> **Exercise prompt**
Reproduce exactly the lines from the top of the records below through the line holding "pub fn new(tokens: &'a".

▼

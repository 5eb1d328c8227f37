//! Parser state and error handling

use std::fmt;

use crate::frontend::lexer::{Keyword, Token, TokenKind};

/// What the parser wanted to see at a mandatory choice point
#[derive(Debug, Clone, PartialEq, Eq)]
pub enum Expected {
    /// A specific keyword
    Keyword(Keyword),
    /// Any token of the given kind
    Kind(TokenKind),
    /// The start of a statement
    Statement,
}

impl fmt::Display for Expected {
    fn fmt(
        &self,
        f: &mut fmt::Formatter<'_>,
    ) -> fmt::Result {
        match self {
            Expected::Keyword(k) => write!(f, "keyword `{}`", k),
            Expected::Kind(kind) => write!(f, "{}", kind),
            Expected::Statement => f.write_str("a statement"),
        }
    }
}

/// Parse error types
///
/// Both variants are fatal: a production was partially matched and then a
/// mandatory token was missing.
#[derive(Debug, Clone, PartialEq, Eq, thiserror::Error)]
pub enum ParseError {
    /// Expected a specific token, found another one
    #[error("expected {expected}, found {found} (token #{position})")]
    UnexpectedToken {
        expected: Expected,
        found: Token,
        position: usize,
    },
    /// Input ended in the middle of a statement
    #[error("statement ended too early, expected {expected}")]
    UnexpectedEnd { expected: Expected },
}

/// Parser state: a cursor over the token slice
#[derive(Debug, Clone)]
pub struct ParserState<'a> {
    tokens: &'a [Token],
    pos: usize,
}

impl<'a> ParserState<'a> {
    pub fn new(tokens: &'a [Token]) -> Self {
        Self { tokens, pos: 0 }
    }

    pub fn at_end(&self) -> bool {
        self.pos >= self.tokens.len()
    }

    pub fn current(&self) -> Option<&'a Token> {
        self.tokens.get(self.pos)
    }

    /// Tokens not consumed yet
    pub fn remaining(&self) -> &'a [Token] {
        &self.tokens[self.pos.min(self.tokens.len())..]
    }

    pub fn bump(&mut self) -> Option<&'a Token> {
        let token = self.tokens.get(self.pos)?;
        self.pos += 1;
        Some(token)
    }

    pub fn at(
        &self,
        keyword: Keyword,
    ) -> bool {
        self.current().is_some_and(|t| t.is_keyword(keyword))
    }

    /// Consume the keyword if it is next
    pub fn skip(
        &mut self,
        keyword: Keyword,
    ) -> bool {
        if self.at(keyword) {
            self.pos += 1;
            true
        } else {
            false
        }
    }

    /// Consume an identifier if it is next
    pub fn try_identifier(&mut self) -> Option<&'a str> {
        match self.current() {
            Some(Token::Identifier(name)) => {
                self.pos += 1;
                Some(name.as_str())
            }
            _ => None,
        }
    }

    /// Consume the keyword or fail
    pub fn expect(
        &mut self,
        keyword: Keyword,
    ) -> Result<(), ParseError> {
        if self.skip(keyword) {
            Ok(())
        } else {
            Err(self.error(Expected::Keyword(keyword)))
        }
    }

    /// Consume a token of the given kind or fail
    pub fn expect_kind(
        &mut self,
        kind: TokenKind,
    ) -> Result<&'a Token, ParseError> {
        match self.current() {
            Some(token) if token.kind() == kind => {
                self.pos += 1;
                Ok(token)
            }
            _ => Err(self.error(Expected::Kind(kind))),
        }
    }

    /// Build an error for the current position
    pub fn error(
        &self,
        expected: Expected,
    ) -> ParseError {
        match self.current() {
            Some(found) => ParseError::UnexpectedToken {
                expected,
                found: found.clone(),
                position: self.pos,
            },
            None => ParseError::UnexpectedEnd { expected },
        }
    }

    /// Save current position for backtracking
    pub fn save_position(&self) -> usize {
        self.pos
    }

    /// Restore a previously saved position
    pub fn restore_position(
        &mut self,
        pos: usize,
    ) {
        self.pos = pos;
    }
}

▲

> **Response to this task**
repository 5eb1d328c8227f37
//! Parser state and error handling

use std::fmt;

use crate::frontend::lexer::{Keyword, Token, TokenKind};

/// What the parser wanted to see at a mandatory choice point
#[derive(Debug, Clone, PartialEq, Eq)]
pub enum Expected {
    /// A specific keyword
    Keyword(Keyword),
    /// Any token of the given kind
    Kind(TokenKind),
    /// The start of a statement
    Statement,
}

impl fmt::Display for Expected {
    fn fmt(
        &self,
        f: &mut fmt::Formatter<'_>,
    ) -> fmt::Result {
        match self {
            Expected::Keyword(k) => write!(f, "keyword `{}`", k),
            Expected::Kind(kind) => write!(f, "{}", kind),
            Expected::Statement => f.write_str("a statement"),
        }
    }
}

/// Parse error types
///
/// Both variants are fatal: a production was partially matched and then a
/// mandatory token was missing.
#[derive(Debug, Clone, PartialEq, Eq, thiserror::Error)]
pub enum ParseError {
    /// Expected a specific token, found another one
    #[error("expected {expected}, found {found} (token #{position})")]
    UnexpectedToken {
        expected: Expected,
        found: Token,
        position: usize,
    },
    /// Input ended in the middle of a statement
    #[error("statement ended too early, expected {expected}")]
    UnexpectedEnd { expected: Expected },
}

/// Parser state: a cursor over the token slice
#[derive(Debug, Clone)]
pub struct ParserState<'a> {
    tokens: &'a [Token],
    pos: usize,
}

impl<'a> ParserState<'a> {
    pub fn new(tokens: &'a [Token]) -> Self {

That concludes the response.